At present, the theory of immune system dysregulation with altered cytokine expression secondary to infectious and neoplastic processes is postulated in CRDD aetiology [1]. It has been hypothesized that histiocytic infiltrate is a consequence of excessive macrophage colony stimulating factor (M-CSF) in the presence of infection [1]. As the patient refused parenteral treatment, we prescribed doxycycline to cover both Treponema pallidum and possible C. trachomatis infections. Doxycycline is also a therapeutic option in late syphilis according to the latest ‘2020 European guideline’ [11]. Because of unknown duration of the disease and inability to definitely rule out neurosyphilis a 28 – day treatment was administered [12, 13]. Given the fact that Human Papilloma Virus (HPV) is considered as necessary agent in the development of cervical cancer [14], it can be assumed that HPV infection also co-existed, however molecular testing was not performed. Worryingly, the neglecting of gynaecological examination and Pap smear screening on regular basis can still be seen among Polish females [15].

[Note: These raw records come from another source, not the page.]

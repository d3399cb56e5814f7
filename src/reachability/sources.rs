//! Interface state readers behind the probes.

use std::fmt;
use std::fs;
use std::net::IpAddr;
use std::path::PathBuf;

use sysinfo::Networks;
use tracing::debug;

/// Default location of per-interface link state on Linux.
const SYSFS_NET_ROOT: &str = "/sys/class/net";

/// An address assigned to a named interface.
#[derive(Debug, Clone, PartialEq, Eq)]
pub struct InterfaceAddress {
    /// Interface name, e.g. `eth0`.
    pub interface: String,
    /// Assigned address.
    pub address: IpAddr,
}

/// Operational state of a named interface.
#[derive(Debug, Clone, PartialEq, Eq)]
pub struct LinkState {
    /// Interface name.
    pub name: String,
    /// Link reports `up`.
    pub up: bool,
}

/// Supplies interface addresses.
pub trait AddressSource: Send + Sync + fmt::Debug {
    /// Current addresses, or `None` when the platform offers no table.
    fn addresses(&self) -> Option<Vec<InterfaceAddress>>;

    /// Whether this source yields anything to reason about.
    fn is_available(&self) -> bool {
        self.addresses().is_some_and(|addresses| !addresses.is_empty())
    }
}

/// Supplies interface link states.
pub trait LinkSource: Send + Sync + fmt::Debug {
    /// Current link states, or `None` when the platform offers none.
    fn links(&self) -> Option<Vec<LinkState>>;

    /// Whether this source can be read at all.
    fn is_available(&self) -> bool {
        self.links().is_some()
    }
}

/// The host's interface table, via `sysinfo`.
#[derive(Debug, Clone, Copy, Default)]
pub struct SystemAddresses;

impl AddressSource for SystemAddresses {
    fn addresses(&self) -> Option<Vec<InterfaceAddress>> {
        let networks = Networks::new_with_refreshed_list();
        let addresses: Vec<InterfaceAddress> = networks
            .list()
            .iter()
            .flat_map(|(name, data)| {
                data.ip_networks().iter().map(move |network| InterfaceAddress {
                    interface: name.clone(),
                    address: network.addr,
                })
            })
            .collect();
        Some(addresses)
    }
}

/// Link states read from `operstate` files under a sysfs root.
#[derive(Debug, Clone)]
pub struct SysfsLinks {
    root: PathBuf,
}

impl SysfsLinks {
    /// Reads from `root` instead of `/sys/class/net`.
    pub fn with_root(root: impl Into<PathBuf>) -> Self {
        Self { root: root.into() }
    }
}

impl Default for SysfsLinks {
    fn default() -> Self {
        Self::with_root(SYSFS_NET_ROOT)
    }
}

impl LinkSource for SysfsLinks {
    fn links(&self) -> Option<Vec<LinkState>> {
        let entries = match fs::read_dir(&self.root) {
            Ok(entries) => entries,
            Err(error) => {
                debug!(root = %self.root.display(), error = %error, "link states unavailable");
                return None;
            }
        };
        let links = entries
            .filter_map(Result::ok)
            .map(|entry| {
                let up = fs::read_to_string(entry.path().join("operstate"))
                    .is_ok_and(|state| state.trim() == "up");
                LinkState {
                    name: entry.file_name().to_string_lossy().into_owned(),
                    up,
                }
            })
            .collect();
        Some(links)
    }
}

Due to the rarity of the disease and unknown aetiology only empirical therapeutic modalities based on case reports are available. CRDD has an indolent course and occasionally heal spontaneously, which may support the use of expectant attitude in management for this condition [3, 5]. However, in patients with solitary lesions surgical removal is preferred, with 59% of complete remissions [1]. Other reported treatment approach include: dapson, thalidomide, retinoids, methotrexate, steroids, radiotherapy, cryosurgery and corticosteroids achieving the lowest response rate [1,2,3, 5,6,7]. In the presented case the treatment with MTX resulted in partial improvement after three months. On the basis of previously reported cases we can suspect that prolonged drug administration may be essential for complete remission [16]. Dapson was ineffective despite dense neutrophilic infiltrate in the biopsy specimen.

We would like to highlight the importance of consideration of rare entities in the differential diagnosis of non-specific skin lesions, especially since the proper one could be made only on the basis of advanced, not widely used techniques such as immunohistochemistry. On the basis of examination performed we can assume that we report a case of purely CRDD in a woman with complex medical history involving several sexually transmitted infectious diseases, malignancy and, ultimately, unexplained neurologic symptoms. Initially, our report seemed to support hypothesis that CRDD may be a response to the immune dysregulation, in this particular case, related to chronic co-existing sexually transmitted infections and neoplastic process. It could be expected that skin lesions will resolve after treating the infections and hysterectomy. However, the patient fail to respond to the treatment applied, rendering the hypothesis questionable. CRDD with limited lesions may benefit more from surgical intervention than pharmacotherapy.